[Task item] Below are some records; output exactly the lines from the line with "use crate::shared::video_metadata::VideoMetadata;" to the line with "Ends the stream", both ends kept, and nothing more.

[Dataset extract]
□ □ □ □ □

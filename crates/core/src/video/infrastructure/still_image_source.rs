use std::path::{Path, PathBuf};
use std::time::Duration;

use crate::shared::constants::DEFAULT_FPS;
use crate::shared::frame::Frame;
use crate::shared::video_metadata::VideoMetadata;
use crate::video::domain::video_source::{MediaAccessError, VideoSource};

/// Presents one picture as a live source: every tick yields the same pixels
/// under a fresh frame index and timestamp.
///
/// Decodes with the `image` crate. Useful for tuning filters on a still
/// portrait without a camera.
pub struct StillImageSource {
    path: PathBuf,
    fps: f64,
    max_frames: Option<usize>,
    image: Option<(Vec<u8>, u32, u32)>,
    next_index: usize,
}

impl StillImageSource {
    pub fn new(path: &Path) -> Self {
        Self {
            path: path.to_path_buf(),
            fps: DEFAULT_FPS,
            max_frames: None,
            image: None,
            next_index: 0,
        }
    }

    /// Nominal rate used to space frame timestamps.
    pub fn with_fps(mut self, fps: f64) -> Self {
        if fps > 0.0 && fps.is_finite() {
            self.fps = fps;
        }
        self
    }

    /// Ends the stream after `max_frames` frames.
    pub fn with_max_frames(mut self, max_frames: Option<usize>) -> Self {
        self.max_frames = max_frames;
        self
    }
}

impl VideoSource for StillImageSource {
    fn start(&mut self) -> Result<VideoMetadata, MediaAccessError> {
        std::fs::metadata(&self.path)
            .map_err(|e| MediaAccessError::from_io(self.path.clone(), &e))?;
        let rgb = image::open(&self.path)
            .map_err(|e| MediaAccessError::Open {
                source_name: self.path.display().to_string(),
                reason: e.to_string(),
            })?
            .to_rgb8();
        let (width, height) = rgb.dimensions();
        self.image = Some((rgb.into_raw(), width, height));
        self.next_index = 0;
        log::info!(
            "Opened still image {} ({width}x{height})",
            self.path.display()
        );
        Ok(VideoMetadata {
            width,
            height,
            fps: self.fps,
            source: self.path.display().to_string(),
        })
    }

    fn current_frame(&mut self) -> Result<Option<Frame>, MediaAccessError> {
        let Some((data, width, height)) = self.image.as_ref() else {
            return Err(MediaAccessError::NotStarted);
        };
        if self.max_frames.is_some_and(|max| self.next_index >= max) {
            return Ok(None);
        }
        let index = self.next_index;
        self.next_index += 1;
        let timestamp = Duration::from_secs_f64(index as f64 / self.fps);
        Ok(Some(
            Frame::new(data.clone(), *width, *height, 3, index).with_timestamp(timestamp),
        ))
    }

    fn stop(&mut self) {
        self.image = None;
    }

    fn is_active(&self) -> bool {
        self.image.is_some()
    }
}

#[cfg(test)]
mod tests {
    use super::*;

    fn write_test_image(dir: &Path, width: u32, height: u32) -> PathBuf {
        let path = dir.join("portrait.png");
        let mut img = image::RgbImage::new(width, height);
        for pixel in img.pixels_mut() {
            *pixel = image::Rgb([50, 100, 200]);
        }
        img.save(&path).unwrap();
        path
    }

    #[test]
    fn test_start_returns_metadata() {
        let dir = tempfile::tempdir().unwrap();
        let path = write_test_image(dir.path(), 40, 30);
        let mut source = StillImageSource::new(&path).with_fps(10.0);

        let meta = source.start().unwrap();

        assert_eq!((meta.width, meta.height), (40, 30));
        assert_eq!(meta.fps, 10.0);
        assert!(source.is_active());
    }

    #[test]
    fn test_frames_repeat_with_increasing_ids() {
        let dir = tempfile::tempdir().unwrap();
        let path = write_test_image(dir.path(), 4, 4);
        let mut source = StillImageSource::new(&path).with_fps(10.0);
        source.start().unwrap();

        let a = source.current_frame().unwrap().unwrap();
        let b = source.current_frame().unwrap().unwrap();

        assert_eq!(a.data(), b.data());
        assert_eq!(a.pixel(0, 0), &[50, 100, 200]);
        assert_eq!((a.index(), b.index()), (0, 1));
        assert_eq!(b.timestamp(), Duration::from_millis(100));
    }

    #[test]
    fn test_max_frames_ends_stream() {
        let dir = tempfile::tempdir().unwrap();
        let path = write_test_image(dir.path(), 2, 2);
        let mut source = StillImageSource::new(&path).with_max_frames(Some(2));
        source.start().unwrap();

        assert!(source.current_frame().unwrap().is_some());
        assert!(source.current_frame().unwrap().is_some());
        assert!(source.current_frame().unwrap().is_none());
    }

    #[test]
    fn test_missing_file_is_not_found() {
        let mut source = StillImageSource::new(Path::new("/nonexistent/face.png"));
        assert!(matches!(
            source.start(),
            Err(MediaAccessError::NotFound(_))
        ));
        assert!(!source.is_active());
    }

    #[test]
    fn test_undecodable_file_is_open_error() {
        let dir = tempfile::tempdir().unwrap();
        let path = dir.path().join("broken.png");
        std::fs::write(&path, b"not a png").unwrap();
        let mut source = StillImageSource::new(&path);
        assert!(matches!(source.start(), Err(MediaAccessError::Open { .. })));
    }

    #[test]
    fn test_frame_before_start_is_error() {
        let mut source = StillImageSource::new(Path::new("x.png"));
        assert!(matches!(
            source.current_frame(),
            Err(MediaAccessError::NotStarted)
        ));
    }

    #[test]
    fn test_stop_releases_image() {
        let dir = tempfile::tempdir().unwrap();
        let path = write_test_image(dir.path(), 2, 2);
        let mut source = StillImageSource::new(&path);
        source.start().unwrap();
        source.stop();
        source.stop();
        assert!(!source.is_active());
    }
}
pub mod channel_frame_sink;
pub mod ffmpeg_video_source;
pub mod png_sequence_sink;
pub mod still_image_source;
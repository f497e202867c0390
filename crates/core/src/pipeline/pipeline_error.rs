use thiserror::Error;

use crate::detection::domain::face_geometry_source::ModelLoadError;
use crate::video::domain::video_source::MediaAccessError;

use super::pipeline_config::ConfigError;

/// Errors that escape a compositor run.
///
/// Only start-up failures end up here; per-tick detection and render errors
/// are handled inside the tick.
#[derive(Error, Debug)]
pub enum PipelineError {
    #[error(transparent)]
    MediaAccess(#[from] MediaAccessError),
    #[error(transparent)]
    ModelLoad(#[from] ModelLoadError),
    #[error(transparent)]
    Config(#[from] ConfigError),
    #[error("cannot {action} while {state}")]
    InvalidState {
        action: &'static str,
        state: &'static str,
    },
}
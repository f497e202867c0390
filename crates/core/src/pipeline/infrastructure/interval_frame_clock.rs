use std::time::Duration;

use crate::pipeline::frame_clock::{ClockSubscription, FrameClock};
use crate::shared::constants::DEFAULT_FPS;

/// Fixed-rate frame clock built on [`crossbeam_channel::tick`].
///
/// Ticks that the consumer does not pick up in time are coalesced, so a slow
/// render loop never sees a backlog.
pub struct IntervalFrameClock {
    period: Duration,
}

impl IntervalFrameClock {
    pub fn new(period: Duration) -> Self {
        Self { period }
    }

    /// Clock ticking `fps` times per second; non-positive or non-finite
    /// rates fall back to the default display rate.
    pub fn from_fps(fps: f64) -> Self {
        let fps = if fps > 0.0 && fps.is_finite() {
            fps
        } else {
            DEFAULT_FPS
        };
        Self::new(Duration::from_secs_f64(1.0 / fps))
    }

    pub fn period(&self) -> Duration {
        self.period
    }
}

impl FrameClock for IntervalFrameClock {
    fn subscribe(&mut self) -> ClockSubscription {
        ClockSubscription::new(crossbeam_channel::tick(self.period))
    }
}
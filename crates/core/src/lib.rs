pub mod detection;
pub mod filters;
pub mod pipeline;
pub mod shared;
pub mod video;
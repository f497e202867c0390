use std::collections::HashMap;

use crate::shared::frame::Frame;

use super::filter_id::FilterId;

/// Decoded overlay images, one per filter at most.
///
/// Filled once before the pipeline starts and read on every tick; filters
/// without an entry fall back to their solid-color shape.
#[derive(Clone, Debug, Default)]
pub struct FilterAssets {
    images: HashMap<FilterId, Frame>,
}

impl FilterAssets {
    pub fn new() -> Self {
        Self::default()
    }

    /// Stores `image` for `id`, replacing any earlier one.
    pub fn insert(&mut self, id: FilterId, image: Frame) {
        self.images.insert(id, image);
    }

    pub fn get(&self, id: FilterId) -> Option<&Frame> {
        self.images.get(&id)
    }

    pub fn contains(&self, id: FilterId) -> bool {
        self.images.contains_key(&id)
    }

    pub fn len(&self) -> usize {
        self.images.len()
    }

    pub fn is_empty(&self) -> bool {
        self.images.is_empty()
    }
}
use std::path::{Path, PathBuf};

use thiserror::Error;

use crate::filters::domain::filter_assets::FilterAssets;
use crate::filters::domain::filter_id::FilterId;
use crate::shared::frame::Frame;

#[derive(Error, Debug)]
pub enum AssetLoadError {
    #[error("filter image not found: {0}")]
    NotFound(PathBuf),
    #[error("failed to decode filter image {path}: {source}")]
    Decode {
        path: PathBuf,
        #[source]
        source: image::ImageError,
    },
}

/// Decodes an overlay image as RGBA so transparent areas blend over the face.
pub fn load_filter_image(path: &Path) -> Result<Frame, AssetLoadError> {
    if !path.exists() {
        return Err(AssetLoadError::NotFound(path.to_path_buf()));
    }
    let rgba = image::open(path)
        .map_err(|source| AssetLoadError::Decode {
            path: path.to_path_buf(),
            source,
        })?
        .to_rgba8();
    let (width, height) = rgba.dimensions();
    Ok(Frame::new(rgba.into_raw(), width, height, 4, 0))
}

/// Loads every `(filter, path)` pair once, before the pipeline starts.
///
/// A path given twice is decoded only once.
pub fn load_filter_assets(sources: &[(FilterId, PathBuf)]) -> Result<FilterAssets, AssetLoadError> {
    let mut assets = FilterAssets::new();
    let mut decoded: Vec<(&Path, Frame)> = Vec::new();
    for (id, path) in sources {
        let image = match decoded.iter().find(|(p, _)| *p == path.as_path()) {
            Some((_, image)) => image.clone(),
            None => {
                let image = load_filter_image(path)?;
                log::info!(
                    "Loaded {id} image {} ({}x{})",
                    path.display(),
                    image.width(),
                    image.height()
                );
                decoded.push((path.as_path(), image.clone()));
                image
            }
        };
        assets.insert(*id, image);
    }
    Ok(assets)
}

□ □ □ □ □

[Written response]
use crate::shared::video_metadata::VideoMetadata;
use crate::video::domain::video_source::{MediaAccessError, VideoSource};

/// Presents one picture as a live source: every tick yields the same pixels
/// under a fresh frame index and timestamp.
///
/// Decodes with the `image` crate. Useful for tuning filters on a still
/// portrait without a camera.
pub struct StillImageSource {
    path: PathBuf,
    fps: f64,
    max_frames: Option<usize>,
    image: Option<(Vec<u8>, u32, u32)>,
    next_index: usize,
}

impl StillImageSource {
    pub fn new(path: &Path) -> Self {
        Self {
            path: path.to_path_buf(),
            fps: DEFAULT_FPS,
            max_frames: None,
            image: None,
            next_index: 0,
        }
    }

    /// Nominal rate used to space frame timestamps.
    pub fn with_fps(mut self, fps: f64) -> Self {
        if fps > 0.0 && fps.is_finite() {
            self.fps = fps;
        }
        self
    }

    /// Ends the stream after `max_frames` frames.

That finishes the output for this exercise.